» **Exercise brief**: Below are the entries; give again exactly the lines from the one mentioning "engine's own namespaces." through the one mentioning "for (prefix, uri)", inclusive.

» **Material for the task**:
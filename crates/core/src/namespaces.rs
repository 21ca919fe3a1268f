//! Reserved namespaces and the prefix bindings every query sees.

use std::collections::HashMap;

/// Directive elements (`xt:string`, `xt:contents`, `xt:append`) and the
/// `xt:extends` attribute.
pub const XT_NS: &str = "http://ki.ujep.cz/ns/xtools";
/// Custom functions callable as `f:name(...)`.
pub const FUNC_NS: &str = "http://ki.ujep.cz/ns/func";
/// Hoisted tag attributes and their wrapper elements.
pub const TAG_NS: &str = "http://ki.ujep.cz/ns/xtags";
pub const XHTML_NS: &str = "http://www.w3.org/1999/xhtml";
/// Person records read by the `aname` function.
pub const AK_NS: &str = "http://ki.ujep.cz/ns/akreditace";

pub const XT_PREFIX: &str = "xt";
pub const FUNC_PREFIX: &str = "f";
pub const TAG_PREFIX: &str = "tag";

/// Prefixes that always resolve to the engine's own namespaces.
pub const RESERVED: [(&str, &str); 3] = [
    (XT_PREFIX, XT_NS),
    (FUNC_PREFIX, FUNC_NS),
    (TAG_PREFIX, TAG_NS),
];

/// The reserved bindings on top of `user` bindings.
pub fn with_reserved(user: impl IntoIterator<Item = (String, String)>) -> HashMap<String, String> {
    let mut map: HashMap<String, String> = user.into_iter().collect();
    for (prefix, uri) in RESERVED {
        map.insert(prefix.to_string(), uri.to_string());
    }
    map
}
//! The rewrite passes run by the [`Transformer`](crate::Transformer).
//!
//! Each pass snapshots the nodes it works on in document order before it
//! changes anything, then rewrites the tree in place.

pub mod append;
pub mod contents;
pub mod hoist;
pub mod inheritance;
pub mod strings;

use crate::config::DuplicateTags;
use crate::diagnostics::NodeContext;
use crate::error::{Expected, Matches, TransformError};
use crate::evaluator::{QueryEvaluator, rewrite_id_shorthand};
use xtools_dom::{Document, NodeHandle, NodeId};
use xtools_xpath1::XPathError;

/// Shared state handed to every pass.
pub struct PassContext<'t> {
    pub evaluator: &'t QueryEvaluator,
    pub snippet_width: usize,
    pub duplicate_tags: DuplicateTags,
}

impl PassContext<'_> {
    pub fn context(&self, doc: &Document, id: NodeId) -> NodeContext {
        NodeContext::of_node(doc, id, self.snippet_width)
    }

    pub fn evaluation_error(
        &self,
        doc: &Document,
        id: NodeId,
        query: &str,
        source: XPathError,
    ) -> TransformError {
        TransformError::Evaluation {
            context: self.context(doc, id),
            query: query.to_string(),
            source,
        }
    }

    pub fn cardinality_error(
        &self,
        doc: &Document,
        id: NodeId,
        query: &str,
        expected: Expected,
        actual: &[NodeHandle],
    ) -> TransformError {
        let matches = actual
            .iter()
            .map(|&handle| NodeContext::of(doc, handle, self.snippet_width).to_string())
            .collect();
        TransformError::Cardinality {
            context: self.context(doc, id),
            query: query.to_string(),
            expected,
            actual: Matches(matches),
        }
    }

    /// Reads the `xpath` attribute of a directive and expands `#id` shorthand.
    pub fn directive_query(&self, doc: &Document, id: NodeId) -> Result<String, TransformError> {
        doc.attribute(id, None, "xpath")
            .map(|query| rewrite_id_shorthand(query).into_owned())
            .ok_or_else(|| TransformError::MissingQuery {
                context: self.context(doc, id),
            })
    }

    /// Selects nodes for a directive, wrapping failures with its context.
    pub fn select(
        &self,
        doc: &Document,
        id: NodeId,
        query: &str,
    ) -> Result<Vec<NodeHandle>, TransformError> {
        self.evaluator
            .select(doc, id, query)
            .map_err(|e| self.evaluation_error(doc, id, query, e))
    }
}

/// Elements named `{namespace}local`, in document order.
pub fn elements_named(doc: &Document, namespace: &str, local: &str) -> Vec<NodeId> {
    doc.descendants_or_self(doc.root())
        .into_iter()
        .filter(|&id| doc.is_named(id, Some(namespace), local))
        .collect()
}

/// Moves the copies of `nodes` to the end of `parent`'s children.
pub(crate) fn append_copies(
    doc: &mut Document,
    parent: NodeId,
    nodes: &[NodeId],
) -> Result<(), TransformError> {
    let copies: Vec<NodeId> = nodes.iter().map(|&node| doc.deep_copy(node)).collect();
    for copy in copies {
        doc.append_child(parent, copy)?;
    }
    Ok(())
}

#[cfg(test)]
pub(crate) mod test_support {
    use super::*;
    use crate::functions::{FunctionRegistry, builtin_functions};
    use crate::namespaces::{AK_NS, XHTML_NS, with_reserved};

    pub fn evaluator() -> QueryEvaluator {
        let namespaces = with_reserved([
            ("ak".to_string(), AK_NS.to_string()),
            ("h".to_string(), XHTML_NS.to_string()),
        ]);
        QueryEvaluator::new(
            namespaces,
            FunctionRegistry::new(builtin_functions()).unwrap(),
        )
    }

    pub fn pass_context(evaluator: &QueryEvaluator) -> PassContext<'_> {
        PassContext {
            evaluator,
            snippet_width: 80,
            duplicate_tags: DuplicateTags::Reject,
        }
    }

    pub fn parse(xml: &str) -> Document {
        let _ = env_logger::builder().is_test(true).try_init();
        Document::parse_str(xml, Some("test.xml")).unwrap()
    }

    /// The serialized document element.
    pub fn body(doc: &Document) -> String {
        doc.node_to_xml(doc.document_element().unwrap()).unwrap()
    }

    pub fn find(doc: &Document, id: &str) -> NodeId {
        doc.descendants_or_self(doc.root())
            .into_iter()
            .find(|&n| doc.attribute(n, None, "id") == Some(id))
            .unwrap()
    }
}
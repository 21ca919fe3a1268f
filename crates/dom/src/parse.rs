//! Loading documents through `roxmltree`.

use crate::document::Document;
use crate::error::DomError;
use crate::node::{Attribute, ElementData, ExpandedName, NodeId, SourceLocation};
use std::path::Path;

impl Document {
    /// Parses XML text. `origin` names the source in diagnostics; without one,
    /// elements carry no location.
    pub fn parse_str(text: &str, origin: Option<&str>) -> Result<Document, DomError> {
        let options = roxmltree::ParsingOptions {
            allow_dtd: true,
            ..Default::default()
        };
        let source = roxmltree::Document::parse_with_options(text, options)?;
        let mut doc = Document::new();
        doc.set_origin(origin.map(str::to_string));
        let root = doc.root();
        let builder = Builder {
            source: &source,
            origin,
        };
        for child in source.root().children() {
            builder.copy_node(&mut doc, child, root)?;
        }
        log::debug!(
            "Parsed document '{}' into {} nodes",
            origin.unwrap_or("<string>"),
            doc.descendants_or_self(root).len()
        );
        Ok(doc)
    }

    /// Reads and parses a file; the origin is the file name without directories.
    pub fn parse_file<P: AsRef<Path>>(path: P) -> Result<Document, DomError> {
        let path = path.as_ref();
        let text = std::fs::read_to_string(path).map_err(|e| {
            DomError::Io(std::io::Error::new(
                e.kind(),
                format!("Failed to read '{}': {}", path.display(), e),
            ))
        })?;
        let origin = path
            .file_name()
            .map(|name| name.to_string_lossy().into_owned())
            .unwrap_or_else(|| path.display().to_string());
        Self::parse_str(&text, Some(&origin))
    }
}

struct Builder<'s, 'input> {
    source: &'s roxmltree::Document<'input>,
    origin: Option<&'s str>,
}

impl<'s, 'input> Builder<'s, 'input> {
    fn copy_node(
        &self,
        doc: &mut Document,
        node: roxmltree::Node<'s, 'input>,
        parent: NodeId,
    ) -> Result<(), DomError> {
        match node.node_type() {
            roxmltree::NodeType::Element => {
                let id = doc.create_element_data(self.element_data(node));
                if let Some(origin) = self.origin {
                    let pos = self.source.text_pos_at(node.range().start);
                    doc.set_location(
                        id,
                        Some(SourceLocation {
                            origin: origin.to_string(),
                            line: pos.row,
                        }),
                    );
                }
                doc.append_child(parent, id)?;
                for child in node.children() {
                    self.copy_node(doc, child, id)?;
                }
            }
            roxmltree::NodeType::Text => {
                doc.append_text(parent, node.text().unwrap_or(""))?;
            }
            roxmltree::NodeType::Comment => {
                let id = doc.create_comment(node.text().unwrap_or(""));
                doc.append_child(parent, id)?;
            }
            roxmltree::NodeType::PI => {
                if let Some(pi) = node.pi() {
                    let id = doc.create_processing_instruction(pi.target, pi.value);
                    doc.append_child(parent, id)?;
                }
            }
            roxmltree::NodeType::Root => {}
        }
        Ok(())
    }

    fn element_data(&self, node: roxmltree::Node<'s, 'input>) -> ElementData {
        let tag = node.tag_name();
        let name = ExpandedName {
            namespace: tag.namespace().map(str::to_string),
            local: tag.name().to_string(),
            prefix: tag
                .namespace()
                .and_then(|ns| node.lookup_prefix(ns))
                .map(str::to_string),
        };
        let attributes = node
            .attributes()
            .map(|attr| Attribute {
                name: ExpandedName {
                    namespace: attr.namespace().map(str::to_string),
                    local: attr.name().to_string(),
                    prefix: attr
                        .namespace()
                        .and_then(|ns| node.lookup_prefix(ns))
                        .map(str::to_string),
                },
                value: attr.value().to_string(),
            })
            .collect();

        // roxmltree reports every in-scope binding; keep the ones that are new here.
        let inherited: Vec<(Option<&str>, &str)> = node
            .parent_element()
            .map(|p| p.namespaces().map(|ns| (ns.name(), ns.uri())).collect())
            .unwrap_or_default();
        let namespace_decls = node
            .namespaces()
            .filter(|ns| ns.name() != Some("xml"))
            .filter(|ns| !inherited.contains(&(ns.name(), ns.uri())))
            .map(|ns| (ns.name().map(str::to_string), ns.uri().to_string()))
            .collect();

        ElementData {
            name,
            attributes,
            namespace_decls,
        }
    }
}

#[cfg(test)]
mod tests {
    use super::*;
    use crate::node::NodeKind;

    const SAMPLE: &str = r#"<?xml version="1.0" encoding="UTF-8"?>
<form xmlns="urn:form" xmlns:xt="http://ki.ujep.cz/ns/xtools">
  <!-- people -->
  <person id="p1" xml:lang="cs">Jan<b>N</b>tail</person>
  <xt:string idref="p1"/>
</form>"#;

    #[test]
    fn test_parse_names_and_locations() {
        let doc = Document::parse_str(SAMPLE, Some("form.xml")).unwrap();
        let form = doc.document_element().unwrap();
        let name = doc.name(form).unwrap();
        assert!(name.matches(Some("urn:form"), "form"));
        assert_eq!(name.prefix, None);
        assert_eq!(doc.location(form).unwrap().line, 2);
        assert_eq!(doc.location(form).unwrap().origin, "form.xml");

        let elements: Vec<NodeId> = doc.element_children(form).collect();
        assert_eq!(elements.len(), 2);
        let person = elements[0];
        assert_eq!(doc.location(person).unwrap().line, 4);
        assert_eq!(doc.attribute(person, None, "id"), Some("p1"));
        assert_eq!(
            doc.attribute(person, Some("http://www.w3.org/XML/1998/namespace"), "lang"),
            Some("cs")
        );
        assert_eq!(doc.leading_text(person), "Jan");
        assert_eq!(doc.string_value(person), "JanNtail");

        let directive = elements[1];
        let name = doc.name(directive).unwrap();
        assert!(name.matches(Some("http://ki.ujep.cz/ns/xtools"), "string"));
        assert_eq!(name.prefix.as_deref(), Some("xt"));
    }

    #[test]
    fn test_parse_keeps_comments_and_declarations() {
        let doc = Document::parse_str(SAMPLE, None).unwrap();
        let form = doc.document_element().unwrap();
        assert!(doc.location(form).is_none());
        assert!(
            doc.children(form)
                .iter()
                .any(|&c| matches!(doc.kind(c), NodeKind::Comment(t) if t == " people "))
        );
        let decls = &doc.element(form).unwrap().namespace_decls;
        assert_eq!(decls.len(), 2);
        let person = doc.element_children(form).next().unwrap();
        assert!(doc.element(person).unwrap().namespace_decls.is_empty());
    }

    #[test]
    fn test_parse_error() {
        assert!(matches!(
            Document::parse_str("<a><b></a>", None),
            Err(DomError::XmlParse(_))
        ));
    }

    #[test]
    fn test_parse_file_uses_file_name_as_origin() {
        let dir = tempfile::tempdir().unwrap();
        let path = dir.path().join("input.xml");
        std::fs::write(&path, "<root>\n<child/>\n</root>").unwrap();
        let doc = Document::parse_file(&path).unwrap();
        let root = doc.document_element().unwrap();
        let child = doc.element_children(root).next().unwrap();
        assert_eq!(doc.location(child).unwrap().to_string(), "input.xml:2");

        let missing = Document::parse_file(dir.path().join("missing.xml"));
        assert!(matches!(missing, Err(DomError::Io(_))));
    }
}
//! The directive resolution engine.
//!
//! A [`Transformer`] rewrites a [`Document`](xtools_dom::Document) in place:
//!
//! 1. `xt:extends` merges base elements into derived ones,
//! 2. `xt:string` computes text and links,
//! 3. `xt:contents` copies the contents of another node,
//! 4. `xt:append` copies whole nodes,
//! 5. `tag:*` attributes are hoisted into wrapper elements.
//!
//! A [`TransformStage`] then runs over the result, after which the wrappers are
//! flattened into `class`/`data-tag` annotations.
//!
//! ```no_run
//! use xtools_core::{IdentityStage, TransformerBuilder};
//! use xtools_dom::Document;
//!
//! let transformer = TransformerBuilder::new()
//!     .with_namespace("ak", "http://ki.ujep.cz/ns/akreditace")
//!     .with_builtin_functions()
//!     .build()?;
//! let doc = Document::parse_file("form.xml")?;
//! let resolved = transformer.process(doc, &IdentityStage)?;
//! println!("{}", resolved.to_xml_string()?);
//! # Ok::<(), xtools_core::TransformError>(())
//! ```

pub mod config;
pub mod destyle;
pub mod diagnostics;
pub mod error;
pub mod evaluator;
pub mod functions;
pub mod namespaces;
pub mod passes;
pub mod stage;
pub mod transformer;

pub use config::{DuplicateTags, TransformerConfig};
pub use diagnostics::NodeContext;
pub use error::TransformError;
pub use evaluator::{QueryEvaluator, QueryValue, rewrite_id_shorthand};
pub use functions::{CustomFunction, FunctionContext, FunctionError, FunctionRegistry, aname, builtin_functions};
pub use stage::{IdentityStage, TransformStage};
pub use transformer::{Transformer, TransformerBuilder};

» **Result of the exercise**:
/// Prefixes that always resolve to the engine's own namespaces.
pub const RESERVED: [(&str, &str); 3] = [
    (XT_PREFIX, XT_NS),
    (FUNC_PREFIX, FUNC_NS),
    (TAG_PREFIX, TAG_NS),
];

/// The reserved bindings on top of `user` bindings.
pub fn with_reserved(user: impl IntoIterator<Item = (String, String)>) -> HashMap<String, String> {
    let mut map: HashMap<String, String> = user.into_iter().collect();
    for (prefix, uri) in RESERVED {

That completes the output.